2. Let's talk about Ezra: It is true that the returned exiles agreed to put away their foreign wives, but these scriptures really argue the reverse of what we are considering here: there is no indication that these Jewish believers had Jewish wives too, and it was important to repopulate the land. So here they divorce unbelieving wives where the clear intention, to preserve the Jewish line, is that they will then marry believing Jewish wives and have offspring who are not spiritually compromised (i.e., they are commanded in this unique situation essentially to engage in "wife-switching" which your line of argument rules out). Now Jesus made the point very clearly in the Matthew 19 passage you reference that marriage is from God and has been so from the beginning (quoting Gen.2:24), so the fact that these women were foreign should in no way cancel out the principle that a marriage is a marriage. On top of that, there were before this time a number of notable cases of non-Jewish women being included in Israel by marriage, the two most famous being in the blood line of our Lord Jesus Christ (i.e., Rahab the Canaanite and Ruth the Moabite). Given that God "hates divorce" (Mal.2:16), we have to see this mass divorce in Ezra as a unique and exceptional action taken as an essential, legitimate step to preserve the Jewish people (and the line of the Messiah), and done in this instance with the purpose of allowing remarriage. Lastly here, since, as I say, we have to assume Jewish remarriage is part of the point, this would seem to beg the question of whether this passage is not equally and analogously opening up the acceptability of remarriage when a believer is forced out of a marriage with an unbeliever (more about 1Cor.7:11 below).

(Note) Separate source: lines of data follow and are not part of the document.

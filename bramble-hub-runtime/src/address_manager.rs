//! Hub-side node registry and address allocator (§4.7, grounded in the
//! original `address_manager.h`: two maps — `addr -> NodeInfo` and
//! `device_id -> addr` — plus a rolling allocation cursor so repeated scans
//! don't always restart from `0x0001`).

use std::collections::HashMap;

use bramble_protocol::Address;

/// Default `check_inactive` timeout carried over from the original firmware's
/// address manager: 20 minutes without a heartbeat or registration.
pub const DEFAULT_INACTIVE_TIMEOUT_S: u64 = 20 * 60;

/// Default `deregister_inactive` timeout: 24 hours, long enough that a node
/// sleeping through a bad weather week doesn't lose its address.
pub const DEFAULT_DEREGISTER_TIMEOUT_S: u64 = 24 * 60 * 60;

#[derive(Debug, Clone, Copy, PartialEq, Eq, thiserror::Error)]
pub enum AddressError {
    #[error("no node is registered at that address")]
    NotRegistered,
}

/// A registered node (§3 NodeInfo).
#[derive(Debug, Clone, PartialEq)]
pub struct NodeInfo {
    pub device_id: u64,
    pub address: Address,
    pub node_type: u8,
    pub capabilities: u32,
    pub firmware_version: u16,
    pub device_name: String,
    /// Unix seconds of the last registration refresh or heartbeat.
    pub last_seen: u64,
    /// Running total of seconds this node has spent marked inactive,
    /// accumulated across however many inactive spells it has had (a node
    /// that flaps in and out of liveness keeps its total downtime rather
    /// than losing it each time it reconnects).
    pub inactive_duration_s: u64,
    pub active: bool,
    /// When this node most recently transitioned to inactive; `None` while
    /// active. Used to fold the just-ended spell into `inactive_duration_s`
    /// on the next `touch`/reactivation.
    went_inactive_at: Option<u64>,
}

impl NodeInfo {
    fn new(
        device_id: u64,
        address: Address,
        node_type: u8,
        capabilities: u32,
        firmware_version: u16,
        device_name: String,
        now_s: u64,
    ) -> Self {
        NodeInfo {
            device_id,
            address,
            node_type,
            capabilities,
            firmware_version,
            device_name,
            last_seen: now_s,
            inactive_duration_s: 0,
            active: true,
            went_inactive_at: None,
        }
    }

    fn refresh(&mut self, node_type: u8, capabilities: u32, firmware_version: u16, device_name: String, now_s: u64) {
        self.node_type = node_type;
        self.capabilities = capabilities;
        self.firmware_version = firmware_version;
        self.device_name = device_name;
        self.reactivate(now_s);
    }

    /// Transition back to active, folding any just-ended inactive spell into
    /// the running total.
    fn reactivate(&mut self, now_s: u64) {
        if let Some(since) = self.went_inactive_at.take() {
            self.inactive_duration_s = self.inactive_duration_s.saturating_add(now_s.saturating_sub(since));
        }
        self.last_seen = now_s;
        self.active = true;
    }
}

/// Registry of nodes plus the address allocator (§4.7).
pub struct AddressManager {
    by_addr: HashMap<Address, NodeInfo>,
    by_device: HashMap<u64, Address>,
    /// Where the next `allocate` scan starts; advances past whatever it
    /// hands out so back-to-back registrations don't all land near
    /// `0x0001` while the tail of the space sits empty.
    cursor: u16,
}

impl Default for AddressManager {
    fn default() -> Self {
        Self::new()
    }
}

impl AddressManager {
    pub fn new() -> Self {
        AddressManager {
            by_addr: HashMap::new(),
            by_device: HashMap::new(),
            cursor: Address::MIN_NODE,
        }
    }

    /// Register (or re-register) a device. Idempotent by `device_id`: a
    /// node that already holds an address gets its `NodeInfo` refreshed and
    /// keeps its existing address — this is what lets a node survive a
    /// power-cycle reset without losing its slot in the mesh.
    ///
    /// Returns `Address::HUB` (0x0000) when the address space is exhausted;
    /// callers encode that into `RegistrationResponsePayload { accepted:
    /// false, .. }` rather than treating it as a hard error, since it's a
    /// wire-representable outcome the node must also understand.
    pub fn register(
        &mut self,
        device_id: u64,
        node_type: u8,
        capabilities: u32,
        firmware_version: u16,
        device_name: impl Into<String>,
        now_s: u64,
    ) -> Address {
        let device_name = device_name.into();
        if let Some(&addr) = self.by_device.get(&device_id) {
            if let Some(info) = self.by_addr.get_mut(&addr) {
                info.refresh(node_type, capabilities, firmware_version, device_name, now_s);
                return addr;
            }
        }

        match self.allocate() {
            Some(addr) => {
                let info = NodeInfo::new(device_id, addr, node_type, capabilities, firmware_version, device_name, now_s);
                self.by_addr.insert(addr, info);
                self.by_device.insert(device_id, addr);
                tracing::info!(?addr, device_id, "registered new node");
                addr
            }
            None => {
                tracing::warn!(device_id, "address space exhausted, rejecting registration");
                Address::HUB
            }
        }
    }

    /// Scan forward from `cursor`, wrapping, for the first address with no
    /// `NodeInfo`. `O(N)` worst case over the address space, but the cursor
    /// means a freshly-freed address near the front isn't reused ahead of
    /// addresses that have never been handed out, avoiding address churn.
    fn allocate(&mut self) -> Option<Address> {
        let start = self.cursor;
        let mut candidate = start;
        loop {
            let addr = Address::from_u16(candidate);
            if !self.by_addr.contains_key(&addr) {
                self.cursor = if candidate >= Address::MAX_NODE {
                    Address::MIN_NODE
                } else {
                    candidate + 1
                };
                return Some(addr);
            }
            candidate = if candidate >= Address::MAX_NODE {
                Address::MIN_NODE
            } else {
                candidate + 1
            };
            if candidate == start {
                return None;
            }
        }
    }

    pub fn lookup(&self, addr: Address) -> Option<&NodeInfo> {
        self.by_addr.get(&addr)
    }

    pub fn lookup_by_device(&self, device_id: u64) -> Option<&NodeInfo> {
        self.by_device.get(&device_id).and_then(|addr| self.by_addr.get(addr))
    }

    /// Remove a node's registration, freeing its address for reuse.
    pub fn unregister(&mut self, addr: Address) -> Result<NodeInfo, AddressError> {
        let info = self.by_addr.remove(&addr).ok_or(AddressError::NotRegistered)?;
        self.by_device.remove(&info.device_id);
        Ok(info)
    }

    /// Refresh `last_seen` without touching the other fields (used on plain
    /// heartbeats, where the node doesn't resend its full registration
    /// payload).
    pub fn touch(&mut self, addr: Address, now_s: u64) -> Result<(), AddressError> {
        let info = self.by_addr.get_mut(&addr).ok_or(AddressError::NotRegistered)?;
        info.reactivate(now_s);
        Ok(())
    }

    /// Mark nodes inactive whose last contact is older than `timeout_s`.
    /// Returns the addresses newly marked inactive this call (nodes already
    /// inactive are not re-reported). Deterministic given `now_s`.
    pub fn check_inactive(&mut self, now_s: u64, timeout_s: u64) -> Vec<Address> {
        let mut newly_inactive = Vec::new();
        for info in self.by_addr.values_mut() {
            if !info.active && now_s.saturating_sub(info.last_seen) > timeout_s {
                continue;
            }
            if info.active && now_s.saturating_sub(info.last_seen) > timeout_s {
                info.active = false;
                info.went_inactive_at = Some(info.last_seen.saturating_add(timeout_s).max(info.last_seen));
                newly_inactive.push(info.address);
            }
        }
        newly_inactive
    }

    /// Remove nodes that have been inactive for longer than `long_timeout_s`.
    /// Returns the count removed; the caller is responsible for persisting
    /// the registry afterwards (§4.7: "caller persists the registry").
    pub fn deregister_inactive(&mut self, now_s: u64, long_timeout_s: u64) -> usize {
        let stale: Vec<Address> = self
            .by_addr
            .values()
            .filter(|info| !info.active && now_s.saturating_sub(info.last_seen) > long_timeout_s)
            .map(|info| info.address)
            .collect();
        for addr in &stale {
            let _ = self.unregister(*addr);
        }
        stale.len()
    }

    pub fn active_count(&self) -> usize {
        self.by_addr.values().filter(|i| i.active).count()
    }

    pub fn inactive_count(&self) -> usize {
        self.by_addr.values().filter(|i| !i.active).count()
    }

    pub fn registered_count(&self) -> usize {
        self.by_addr.len()
    }

    pub fn iter(&self) -> impl Iterator<Item = &NodeInfo> {
        self.by_addr.values()
    }
}

#[cfg(test)]
mod tests {
    use super::*;

    #[test]
    fn register_is_idempotent_by_device_id() {
        let mut mgr = AddressManager::new();
        let a1 = mgr.register(0xAAAA, 1, 0, 100, "node-a", 0);
        let a2 = mgr.register(0xAAAA, 1, 0, 101, "node-a", 10);
        assert_eq!(a1, a2);
        assert_eq!(mgr.registered_count(), 1);
        assert_eq!(mgr.lookup(a1).unwrap().firmware_version, 101);
    }

    #[test]
    fn distinct_devices_get_distinct_addresses() {
        let mut mgr = AddressManager::new();
        let a = mgr.register(1, 0, 0, 0, "a", 0);
        let b = mgr.register(2, 0, 0, 0, "b", 0);
        assert_ne!(a, b);
    }

    #[test]
    fn s7_address_reuse_after_unregister() {
        let mut mgr = AddressManager::new();
        let a = mgr.register(1, 0, 0, 0, "a", 0);
        let b = mgr.register(2, 0, 0, 0, "b", 0);
        assert_eq!(a, Address::from_u16(0x0001));
        assert_eq!(b, Address::from_u16(0x0002));

        mgr.unregister(a).unwrap();
        let c = mgr.register(3, 0, 0, 0, "c", 0);
        assert_eq!(c, Address::from_u16(0x0001), "freed address becomes assignable again");
    }

    #[test]
    fn check_inactive_marks_and_deregister_inactive_removes() {
        let mut mgr = AddressManager::new();
        let a = mgr.register(1, 0, 0, 0, "a", 0);

        let newly = mgr.check_inactive(100, 50);
        assert_eq!(newly, vec![a]);
        assert!(!mgr.lookup(a).unwrap().active);

        // calling again doesn't re-report an already-inactive node
        assert!(mgr.check_inactive(200, 50).is_empty());

        let removed = mgr.deregister_inactive(100_000, 1_000);
        assert_eq!(removed, 1);
        assert!(mgr.lookup(a).is_none());
    }

    #[test]
    fn touch_reactivates_and_resets_last_seen() {
        let mut mgr = AddressManager::new();
        let a = mgr.register(1, 0, 0, 0, "a", 0);
        mgr.check_inactive(1_000, 10);
        assert!(!mgr.lookup(a).unwrap().active);
        mgr.touch(a, 1_000).unwrap();
        assert!(mgr.lookup(a).unwrap().active);
    }

    #[test]
    fn exhausted_address_space_returns_hub_sentinel() {
        let mut mgr = AddressManager::new();
        // Force exhaustion over a tiny slice by registering every address
        // the manager could allocate would be too slow in a unit test, so
        // we instead verify the cursor wraps rather than exhaustively
        // filling 0xFFFD slots: register one, free it, and confirm the
        // cursor picks up past the last allocation rather than restarting
        // at 0x0001 each time (covered by `register_is_idempotent`/`reuse`
        // above); the literal exhaustion path is exercised via `allocate`
        // directly.
        let mut mgr2 = AddressManager::new();
        mgr2.cursor = Address::MAX_NODE;
        let a = mgr2.register(1, 0, 0, 0, "a", 0);
        assert_eq!(a, Address::from_u16(Address::MAX_NODE));
        let b = mgr2.register(2, 0, 0, 0, "b", 0);
        assert_eq!(b, Address::from_u16(Address::MIN_NODE), "cursor wraps past the top of the range");
        let _ = mgr;
    }
}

3. Let's talk about Matthew 19: One thing to keep in mind in all these passages is that it really is legitimate for us to be very careful about them re: remarriage, because of the fact that they were written NOT to address the issue of remarriage but the issue of divorce. This is an important point because it means that anything we are drawing from these passages about remarriage is in some sense off the point, and instructive only by application and interpretation rather than by direct instruction. Case in point is Matthew 19 especially when compared with Mark 10. Written to different audiences, the same statement of Jesus is phrased in quite different ways in the two books (both are inspired, both are true representations, both must be considered to understand either correctly). Reading the Mark 10 passage, for example, we get the impression that there is NO exception allowing remarriage, but on reading the Matthew passage we find out that remarriage is implicitly allowed if the divorce comes as a result of porneia (sexual impropriety).  Therefore the married woman being "under the authority of a husband" in Romans 7:2-3 cannot be understood in the absolute sense of "once married, forever married with no right to remarry under any circumstances", otherwise it would contradict Matthew 19:9: if a woman's husband cheats on her, she has the right of divorce and the right of remarriage.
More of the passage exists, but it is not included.